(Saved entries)
pub mod component;
pub mod config;
pub mod init;
pub mod library;
pub mod menu;
pub mod signal;
pub mod store;
pub mod tools;

use anyhow::Result;
use console::{Term, style};
use rust_i18n::t;

#[macro_use]
extern crate rust_i18n;

i18n!("locales", fallback = "en-US");

pub use library::Library;

pub fn pause(term: &Term) -> Result<()> {
    println!("\n{}", style(t!("common.press_enter")).dim());
    term.read_line()?;
    Ok(())
}
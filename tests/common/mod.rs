//! 整合測試共用的假探測器與假素材產生器（不需要 ffmpeg）

#![allow(dead_code)]

use anyhow::Result;
use std::fs;
use std::path::Path;
use std::sync::Mutex;
use std::sync::atomic::{AtomicUsize, Ordering};
use std::thread;
use std::time::Duration;

use video_catalog_indexer::component::{AssetError, AssetGenerator};
use video_catalog_indexer::tools::{MetadataProbe, VideoMetadata};

/// 記錄呼叫次數與最大同時呼叫數
#[derive(Default)]
pub struct CountingProbe {
    pub calls: AtomicUsize,
    pub active: AtomicUsize,
    pub peak: AtomicUsize,
    pub delay: Duration,
}

impl CountingProbe {
    pub fn with_delay(delay: Duration) -> Self {
        Self {
            delay,
            ..Self::default()
        }
    }

    pub fn calls(&self) -> usize {
        self.calls.load(Ordering::SeqCst)
    }

    pub fn peak(&self) -> usize {
        self.peak.load(Ordering::SeqCst)
    }
}

impl MetadataProbe for CountingProbe {
    fn probe(&self, _path: &Path) -> Result<VideoMetadata> {
        self.calls.fetch_add(1, Ordering::SeqCst);
        let now = self.active.fetch_add(1, Ordering::SeqCst) + 1;
        self.peak.fetch_max(now, Ordering::SeqCst);
        if !self.delay.is_zero() {
            thread::sleep(self.delay);
        }
        self.active.fetch_sub(1, Ordering::SeqCst);

        Ok(VideoMetadata {
            duration_seconds: 90.0,
            width: Some(1280),
            height: Some(720),
            codec: Some("h264".to_string()),
            frame_rate: 30.0,
            bit_rate: Some(4_000_000),
        })
    }
}

fn touch(path: &Path) -> Result<(), AssetError> {
    fs::write(path, b"generated").map_err(|source| AssetError::Output {
        path: path.to_path_buf(),
        source,
    })
}

/// 直接寫出空檔案的產生器；來源檔名含 `fail` 時 proxy 失敗
#[derive(Default)]
pub struct FakeGenerator {
    pub thumbnails: AtomicUsize,
    pub sprites: AtomicUsize,
    pub proxy_order: Mutex<Vec<String>>,
    pub proxy_active: AtomicUsize,
    pub proxy_peak: AtomicUsize,
    pub proxy_delay: Duration,
}

impl FakeGenerator {
    pub fn with_proxy_delay(delay: Duration) -> Self {
        Self {
            proxy_delay: delay,
            ..Self::default()
        }
    }

    pub fn generated(&self) -> usize {
        self.thumbnails.load(Ordering::SeqCst) + self.sprites.load(Ordering::SeqCst)
    }

    pub fn proxy_order(&self) -> Vec<String> {
        self.proxy_order.lock().unwrap().clone()
    }
}

impl AssetGenerator for FakeGenerator {
    fn thumbnail(&self, _: &Path, destination: &Path, _: f64) -> Result<(), AssetError> {
        self.thumbnails.fetch_add(1, Ordering::SeqCst);
        touch(destination)
    }

    fn sprite_sheet(&self, _: &Path, destination: &Path, _: f64) -> Result<(), AssetError> {
        self.sprites.fetch_add(1, Ordering::SeqCst);
        touch(destination)
    }

    fn proxy(
        &self,
        source: &Path,
        destination: &Path,
        _: f64,
        on_progress: &dyn Fn(f64),
    ) -> Result<(), AssetError> {
        let name = source.file_name().unwrap().to_string_lossy().to_string();
        self.proxy_order.lock().unwrap().push(name.clone());

        let now = self.proxy_active.fetch_add(1, Ordering::SeqCst) + 1;
        self.proxy_peak.fetch_max(now, Ordering::SeqCst);
        if !self.proxy_delay.is_zero() {
            thread::sleep(self.proxy_delay);
        }

        // 進度故意倒退一次，最終結果應仍保持最大值
        for fraction in [0.6, 0.2, 0.4] {
            on_progress(fraction);
        }
        self.proxy_active.fetch_sub(1, Ordering::SeqCst);

        if name.contains("fail") {
            return Err(AssetError::ProcessFailed {
                program: "fake".to_string(),
                status: "exit status: 1".to_string(),
                stderr: "simulated failure".to_string(),
            });
        }
        on_progress(1.0);
        touch(destination)
    }
}

/// 在目錄中建立假影片檔
pub fn write_video(dir: &Path, relative: &str, content: &[u8]) -> std::path::PathBuf {
    let path = dir.join(relative);
    if let Some(parent) = path.parent() {
        fs::create_dir_all(parent).unwrap();
    }
    fs::write(&path, content).unwrap();
    path
}
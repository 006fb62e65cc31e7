//! 影片庫維護元件：目錄清除、快取清除、影片庫概覽

mod main;

pub use main::CatalogMaintenance;
use anyhow::{Context, Result, bail};
use std::path::Path;

pub fn validate_directory_exists(path: &Path) -> Result<()> {
    if !path.exists() {
        bail!("路徑不存在: {}", path.display());
    }
    if !path.is_dir() {
        bail!("路徑不是資料夾: {}", path.display());
    }
    std::fs::read_dir(path).with_context(|| format!("無法讀取資料夾: {}", path.display()))?;
    Ok(())
}

pub fn ensure_directory_exists(path: &Path) -> Result<()> {
    if !path.exists() {
        std::fs::create_dir_all(path)
            .with_context(|| format!("無法建立資料夾: {}", path.display()))?;
    }
    Ok(())
}
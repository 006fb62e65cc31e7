use crate::config::load::SETTINGS_FILE;
use crate::config::types::{MAX_RECENT_PATHS, UserSettings};
use anyhow::{Context, Result};
use std::fs;
use std::path::Path;

pub fn save_settings(settings: &UserSettings) -> Result<()> {
    save_settings_to(settings, Path::new(SETTINGS_FILE))
}

pub fn save_settings_to(settings: &UserSettings, path: &Path) -> Result<()> {
    let content = serde_json::to_string_pretty(settings).context("Failed to serialize settings")?;

    fs::write(path, content)
        .with_context(|| format!("Failed to write settings to {}", path.display()))?;

    Ok(())
}

/// 更新最近開啟的影片庫路徑
/// 將新路徑加入最前面，去重並限制數量
pub fn add_recent_path(settings: &mut UserSettings, path: &str) {
    settings.recent_paths.retain(|p| p != path);
    settings.recent_paths.insert(0, path.to_string());
    settings.recent_paths.truncate(MAX_RECENT_PATHS);
}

• What to do:
What this exercise asks for is every line of the data above with the word "thread".

• Solved exercise:
use std::thread;
            thread::sleep(self.delay);
            thread::sleep(self.proxy_delay);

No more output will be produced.